День 4
Настоящее
Я рыдаю и рыдаю.
Все конечности словно окаменели. Болит спина. Пробую подвигаться, но чувствую себя так, словно меня заковали в цемент. Пытаюсь пошевелить хоть одним пальцем, но ничего не получается.
Я парализована.
Стискиваю зубы, чтобы не закричать.
— Не уверен, как долго она протянет в таком состоянии…
Бип. Бип. Бип.
Что это за звук?
Той ночью я где-то потеряла телефон. Звук слабый и еле слышный, как лёгкое дуновение ветра.
Но ветра нет.
Лишь безмолвный вонючий воздух.
Грудь сдавливает, и я не могу дышать.
Я должна двигаться!
Распахиваю глаза и сажусь. Задыхаюсь. Хриплю. Я словно тону, но могу выплыть. Рот открывается и закрывается, пока я хватаю столь необходимый мне кислород. На секунду мне кажется, что я в другом месте.
Я надеюсь, что я в другом месте.
Но когда глаза привыкают к тусклому свету в моей тюрьме, неприятная правда обрушивается на меня в очередной раз.
Ничего не изменилось.
Я всё ещё в западне.
Пути домой нет.
Никакой возможности побега.
Но затем я вспоминаю, что слышала глухой стук. Это было вчера? Или прошлой ночью? Несколько часов назад?

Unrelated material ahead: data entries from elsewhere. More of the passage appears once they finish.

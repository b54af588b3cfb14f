pub mod auth;
pub mod error;
pub mod route;
pub mod response;

pub use error::ApiError;
pub use route::create_router;
pub use response::{ApiResponse, with_total_count};
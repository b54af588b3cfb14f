pub mod comment;
pub mod connection;
pub mod guest;
pub mod migration;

Время ничего не значит. Оно расплывчато. Вести подсчёт нет смысла.
Иногда я пытаюсь сфокусироваться на луче света, изредка проникающем сквозь грязное окно, чтобы определить день сейчас или ночь. Но долго этим заниматься не получается. Чем сильнее я фокусируюсь на свете и времени дня, тем более отчаянной и подавленной становлюсь. Что, в последствии, переходит в злость. А потом в истерику.
Затем я заново считаю.
Один.
Два.
Три.
Четыре.
Встав, вытираю глаза. Вся вода у меня закончилась, поэтому я стараюсь не думать о том, как пересохло в горле. О том, что язык прилипает к нёбу, а щеки изнутри напоминают наждачную бумагу. Я пытаюсь облизать губы, которые уже начинают трескаться и кровоточить, но это не приносит мне облегчения.
Я спешу к дальней стене рядом с дверью. И слышу стук снаружи. В этом я полностью уверена. Слишком уж он реален, чтобы быть иллюзией.
Верно?
— Я слышала. Я знаю, что слышала, — бубню я. Больно говорить. Сухой, надломленный шёпот еле слышен.

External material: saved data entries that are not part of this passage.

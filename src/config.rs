// Configuration for:
// - Database connection string
// - Server listening address/port
// - Guest session tokens and the admin API key
// - Cache settings (TTLs, sweep interval)
// - Comment quota and CORS origins

use crate::cache::{DEFAULT_SWEEP_INTERVAL, GUEST_CACHE_TTL};
use crate::service::COMMENT_CACHE_TTL;
use dotenv::dotenv;
use std::env;
use std::str::FromStr;
use std::time::Duration;

pub const DEFAULT_JWT_SECRET: &str = "test-secret";
pub const DEFAULT_ADMIN_API_KEY: &str = "admin-api-key";

#[derive(Debug, Clone)]
pub struct Config {
    pub database_url: String,
    pub server_host: String,
    pub server_port: u16,
    pub jwt_secret: String,
    pub jwt_expiry: Duration,
    pub admin_api_key: String,
    pub guest_cache_ttl: Duration,
    pub comment_cache_ttl: Duration,
    pub cache_sweep_interval: Duration,
    pub max_comments_per_guest: usize,
    pub cors_allowed_origins: Vec<String>,
}

impl Default for Config {
    fn default() -> Self {
        Self {
            database_url: "sqlite:data/guests.db".to_string(),
            server_host: "127.0.0.1".to_string(),
            server_port: 8080,
            jwt_secret: DEFAULT_JWT_SECRET.to_string(),
            jwt_expiry: Duration::from_secs(24 * 60 * 60),
            admin_api_key: DEFAULT_ADMIN_API_KEY.to_string(),
            guest_cache_ttl: GUEST_CACHE_TTL,
            comment_cache_ttl: COMMENT_CACHE_TTL,
            cache_sweep_interval: DEFAULT_SWEEP_INTERVAL,
            max_comments_per_guest: 2,
            cors_allowed_origins: vec![
                "http://localhost:3000".to_string(),
                "http://localhost".to_string(),
                "http://127.0.0.1".to_string(),
            ],
        }
    }
}

impl Config {
    pub fn from_env() -> Self {
        dotenv().ok();
        let defaults = Self::default();

        let database_url = env::var("DATABASE_URL").unwrap_or(defaults.database_url);
        let server_host = env::var("SERVER_HOST").unwrap_or(defaults.server_host);
        let server_port = parse_var("SERVER_PORT", defaults.server_port);
        let jwt_secret = env::var("JWT_SECRET").unwrap_or(defaults.jwt_secret);
        let jwt_expiry = secs_var("JWT_EXPIRY_SECS", defaults.jwt_expiry);
        let admin_api_key = env::var("ADMIN_API_KEY").unwrap_or(defaults.admin_api_key);
        let guest_cache_ttl = secs_var("GUEST_CACHE_TTL_SECS", defaults.guest_cache_ttl);
        let comment_cache_ttl = secs_var("COMMENT_CACHE_TTL_SECS", defaults.comment_cache_ttl);
        let cache_sweep_interval = nonzero_secs_var("CACHE_SWEEP_INTERVAL_SECS", defaults.cache_sweep_interval);
        let max_comments_per_guest = parse_var("MAX_COMMENTS_PER_GUEST", defaults.max_comments_per_guest);
        let cors_allowed_origins = env::var("CORS_ALLOWED_ORIGINS")
            .map(|origins| split_origins(&origins))
            .unwrap_or(defaults.cors_allowed_origins);

        Self {
            database_url,
            server_host,
            server_port,
            jwt_secret,
            jwt_expiry,
            admin_api_key,
            guest_cache_ttl,
            comment_cache_ttl,
            cache_sweep_interval,
            max_comments_per_guest,
            cors_allowed_origins,
        }
    }

    pub fn uses_default_secrets(&self) -> bool {
        self.jwt_secret == DEFAULT_JWT_SECRET || self.admin_api_key == DEFAULT_ADMIN_API_KEY
    }
}

fn parse_var<T: FromStr>(name: &str, default: T) -> T {
    env::var(name)
        .ok()
        .and_then(|value| value.trim().parse().ok())
        .unwrap_or(default)
}

fn secs_var(name: &str, default: Duration) -> Duration {
    env::var(name)
        .ok()
        .and_then(|value| value.trim().parse().ok())
        .map(Duration::from_secs)
        .unwrap_or(default)
}

/// Like [`secs_var`], but zero also falls back to the default
fn nonzero_secs_var(name: &str, default: Duration) -> Duration {
    Some(secs_var(name, default))
        .filter(|duration| !duration.is_zero())
        .unwrap_or(default)
}

fn split_origins(origins: &str) -> Vec<String> {
    origins
        .split(',')
        .map(str::trim)
        .filter(|origin| !origin.is_empty())
        .map(String::from)
        .collect()
}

Я прислоняюсь ухом к деревянной панели и жду.
И жду.
Жду и жду.
Когда в ушах начинает пульсировать, а в ногах жечь от того, что я слишком долго сижу в одной позе, я поворачиваюсь и прислоняюсь другим ухом.
Тишина.
Ничего.
Пытаюсь не рыдать. Пытаюсь не кричать.
Но я балансирую на грани. Готова сорваться в любой момент.
Поэтому в этот раз я даю себе волю. Я кричу. Несмотря на то, что горло жжёт.

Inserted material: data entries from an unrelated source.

use sqlx::SqlitePool;
use tracing::info;

pub async fn run_migrations(pool: &SqlitePool) -> Result<(), sqlx::Error> {
    info!("Running database migrations...");

    sqlx::query(
        "CREATE TABLE IF NOT EXISTS guests (
            id INTEGER PRIMARY KEY AUTOINCREMENT,
            name TEXT NOT NULL,
            attending BOOLEAN,
            plus_ones INTEGER DEFAULT 0,
            dietary_restrictions TEXT,
            created_at TIMESTAMP DEFAULT CURRENT_TIMESTAMP,
            updated_at TIMESTAMP DEFAULT CURRENT_TIMESTAMP,
            first_opened_at TIMESTAMP DEFAULT NULL
        )"
    )
    .execute(pool)
    .await?;

    sqlx::query(
        "CREATE TABLE IF NOT EXISTS comments (
            id INTEGER PRIMARY KEY AUTOINCREMENT,
            guest_id INTEGER NOT NULL,
            content TEXT NOT NULL,
            created_at TIMESTAMP DEFAULT CURRENT_TIMESTAMP,
            FOREIGN KEY (guest_id) REFERENCES guests(id)
        )"
    )
    .execute(pool)
    .await?;

    // Add indexes for common queries
    sqlx::query("CREATE INDEX IF NOT EXISTS idx_guests_name ON guests(name)")
        .execute(pool)
        .await?;

    sqlx::query("CREATE INDEX IF NOT EXISTS idx_guests_attending ON guests(attending)")
        .execute(pool)
        .await?;

    sqlx::query("CREATE INDEX IF NOT EXISTS idx_comments_guest_id ON comments(guest_id)")
        .execute(pool)
        .await?;

    sqlx::query(
        "CREATE INDEX IF NOT EXISTS idx_comments_guest_created
         ON comments(guest_id, created_at DESC)"
    )
    .execute(pool)
    .await?;

    info!("Database migrations completed successfully");
    Ok(())
}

— Я знаю, что ты там! — кричу я изо всех сил.
Отпрянув назад, поворачиваюсь лицом к центру комнаты, и ударяюсь спиной о твёрдую стену. Я морщусь от боли, но от этого снова чувствую себя живой.
Я чешусь спиной о раздробленную древесину. От этого разрываются коросты и едва зажившие раны, покрывающие мою кожу.
Это больно. Я чувствую кровь. Но не останавливаюсь.
Думаю о том, как молилась моя мать. Думаю о трости и бессмысленных призывах о спасении преподобного Миллера.
— Спаси эту искажённую!
Мать стоит в углу комнаты, склонив голову. Они ни разу не взглянула на меня.
— Я не люблю тебя. Никогда не любила!
Изображения мелькают в голове. Туманные воспоминания. Они реальны? Происходили ли они когда-нибудь на самом деле? Или я всё это вижу в бреду от истощения и жажды?
Я сидела за рулём маминой машины и везла нас в церковь. Она не разрешала мне открывать окно или слушать музыку. Мать ненавидела шум, поэтому я ехала в осуждающей тишине.
Она раздавала приказы:
— Ты едешь слишком быстро! Притормози на этом повороте!
В машине мы были наедине. Только она и я. Она никому не позволяла присутствовать на «специальных» встречах со священником. Она резервировала этот ужас только для меня одной.
Если я сосредоточусь, возможно, мне удастся убедить себя в том, что мы едем куда-то развлекаться. Вместе.
Я представляла, что мы едем на побережье. Я всегда хотела поехать на пляж. Но моя семья не из тех, что выбираются на пляж на выходные.
Может быть, мы бы прогуливались по песку, поедая мороженое. Мама бы спросила меня о школе, а я бы рассказала о книге, которую читаю. Мы бы смеялись над тем, как волны облизывают наши ступни, и она бы обняла меня рукой. Я бы тоже обняла её.
При этой мысли я чуть не улыбнулась.
Как сильно мне хотелось, чтобы такой была наша жизнь.
Тогда я могла бы быть благодарной за внимание и не бояться её.
Я быстро заморгала и покачала головой, прижав тыльную сторону ладони к глазам. Голова болит. Что-то не так.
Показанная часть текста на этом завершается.